- Required work
Each entry below is to be duplicated precisely.

____ Excerpted data

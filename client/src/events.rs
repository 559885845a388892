//! Event stream reading: SSE framing, abort signals and the cancellable reader.

pub mod decoder;
pub mod encoder;
pub mod reader;
pub mod signal;

pub use decoder::SseDecoder;
pub use encoder::{encode_comment, FrameEncoder};
pub use reader::{decode_event_stream, EventStream};
pub use signal::{AbortReason, AbortSignal};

________

- Task output
filename client/src/events.rs
repository 559885845a388892
//! Event stream reading: SSE framing, abort signals and the cancellable reader.

pub mod decoder;
pub mod encoder;
pub mod reader;
pub mod signal;

pub use decoder::SseDecoder;
pub use encoder::{encode_comment, FrameEncoder};
pub use reader::{decode_event_stream, EventStream};
pub use signal::{AbortReason, AbortSignal};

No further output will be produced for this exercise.